//! View model types representing renderable list state.
//!
//! View models are computed from a [`ListSnapshot`] and consumed by the
//! renderer. They contain no business logic, only display-ready data: labels,
//! truncated text, and pre-computed highlight ranges.
//!
//! # Example
//!
//! ```rust
//! use medlist::app::{ListState, MatchMode};
//! use medlist::ui::viewmodel::{compute_viewmodel, ListStatus};
//!
//! let snapshot = ListState::new(MatchMode::Substring).snapshot();
//! let vm = compute_viewmodel(&snapshot, chrono::Utc::now());
//! assert_eq!(vm.header.title, "Medicines (0)");
//! assert_eq!(vm.status, ListStatus::Ready);
//! ```

use crate::app::{ListSnapshot, MatchMode};
use crate::domain::Medicine;
use crate::ui::helpers::{highlight_ranges, time_ago, truncate};
use chrono::{DateTime, Utc};

/// Roughly two lines of card text.
const DESCRIPTION_MAX_CHARS: usize = 80;

/// Complete presenter view model for one list.
#[derive(Debug, Clone, PartialEq)]
pub struct CatalogViewModel {
    pub header: HeaderInfo,

    /// What the list area shows besides the cards.
    pub status: ListStatus,

    /// Cards to display, in list order.
    pub cards: Vec<MedicineCard>,

    /// Shown instead of cards when the ready list is empty.
    pub empty_state: Option<EmptyState>,

    /// Present when a search term is active.
    pub search_bar: Option<SearchBarInfo>,

    /// "Updated 5m ago" style freshness line.
    pub updated: Option<String>,
}

#[derive(Debug, Clone, PartialEq, Eq)]
pub struct HeaderInfo {
    pub title: String,
}

/// Lifecycle indicator for the list area.
#[derive(Debug, Clone, PartialEq, Eq)]
pub enum ListStatus {
    /// Initial load with nothing to show yet.
    Loading { message: String },

    /// A refresh is running over the items on screen.
    Refreshing,

    /// The request failed and there is nothing to show.
    Failed {
        title: String,
        detail: String,
        retry_label: String,
    },

    /// A refresh failed; the old items stay on screen under a banner.
    Stale { banner: String },

    Ready,
}

/// Display information for a single medicine.
#[derive(Debug, Clone, PartialEq)]
pub struct MedicineCard {
    pub id: String,
    pub name: String,
    pub price: String,

    /// Star label such as `"★ 4.9"`.
    pub rating: String,

    /// Description cut to card length.
    pub description: String,

    pub image: Option<String>,

    /// Character ranges of `name` matching the search term.
    pub name_highlights: Vec<(usize, usize)>,

    /// Character ranges of `description` matching the search term.
    pub description_highlights: Vec<(usize, usize)>,
}

#[derive(Debug, Clone, PartialEq, Eq)]
pub struct EmptyState {
    pub message: String,
    pub subtitle: String,
}

#[derive(Debug, Clone, PartialEq, Eq)]
pub struct SearchBarInfo {
    pub query: String,

    /// e.g. `"2 of 6"`.
    pub match_count: String,
}

/// Builds the view model for `snapshot` with substring highlighting.
#[must_use]
pub fn compute_viewmodel(snapshot: &ListSnapshot, now: DateTime<Utc>) -> CatalogViewModel {
    compute_viewmodel_with(snapshot, MatchMode::Substring, now)
}

/// Builds the view model for `snapshot`, highlighting matches with `mode`.
///
/// # Parameters
///
/// * `snapshot` - State published by the list controller
/// * `mode` - Match mode the list filters with, so highlights agree with results
/// * `now` - Reference time for the freshness line
#[must_use]
pub fn compute_viewmodel_with(
    snapshot: &ListSnapshot,
    mode: MatchMode,
    now: DateTime<Utc>,
) -> CatalogViewModel {
    let status = status_for(snapshot);
    let searching = !snapshot.search_term.trim().is_empty();

    let cards = snapshot
        .items
        .iter()
        .map(|medicine| card_for(medicine, &snapshot.search_term, mode))
        .collect::<Vec<_>>();

    let empty_state = (status == ListStatus::Ready && cards.is_empty()).then(|| {
        if searching {
            EmptyState {
                message: "No medicines found".to_string(),
                subtitle: "Try a different search term".to_string(),
            }
        } else {
            EmptyState {
                message: "No medicines available".to_string(),
                subtitle: "Pull to refresh".to_string(),
            }
        }
    });

    let search_bar = searching.then(|| SearchBarInfo {
        query: snapshot.search_term.clone(),
        match_count: format!("{} of {}", cards.len(), snapshot.total),
    });

    CatalogViewModel {
        header: HeaderInfo {
            title: format!("Medicines ({})", snapshot.total),
        },
        status,
        cards,
        empty_state,
        search_bar,
        updated: snapshot
            .updated_at
            .map(|at| format!("Updated {}", time_ago(at, now))),
    }
}

fn status_for(snapshot: &ListSnapshot) -> ListStatus {
    if snapshot.loading {
        return if snapshot.refreshing {
            ListStatus::Refreshing
        } else {
            ListStatus::Loading {
                message: "Loading medicines...".to_string(),
            }
        };
    }

    match &snapshot.error {
        Some(kind) if snapshot.total > 0 => ListStatus::Stale {
            banner: format!("Refresh failed: {kind}"),
        },
        Some(kind) => ListStatus::Failed {
            title: "Error loading data".to_string(),
            detail: snapshot.error_detail.clone().unwrap_or_else(|| kind.clone()),
            retry_label: "Try Again".to_string(),
        },
        None => ListStatus::Ready,
    }
}

fn card_for(medicine: &Medicine, term: &str, mode: MatchMode) -> MedicineCard {
    let description = truncate(medicine.description_text(), DESCRIPTION_MAX_CHARS);

    MedicineCard {
        id: medicine.id.clone(),
        name: medicine.name.clone(),
        price: medicine.price.clone(),
        rating: format!("★ {:.1}", medicine.rating),
        name_highlights: highlight_ranges(&medicine.name, term, mode),
        description_highlights: highlight_ranges(&description, term, mode),
        description,
        image: medicine.image.clone(),
    }
}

======

Among the lines above, which ones include the word "crate"? Copy them.

use crate::app::{ListSnapshot, MatchMode};
use crate::domain::Medicine;
use crate::ui::helpers::{highlight_ranges, time_ago, truncate};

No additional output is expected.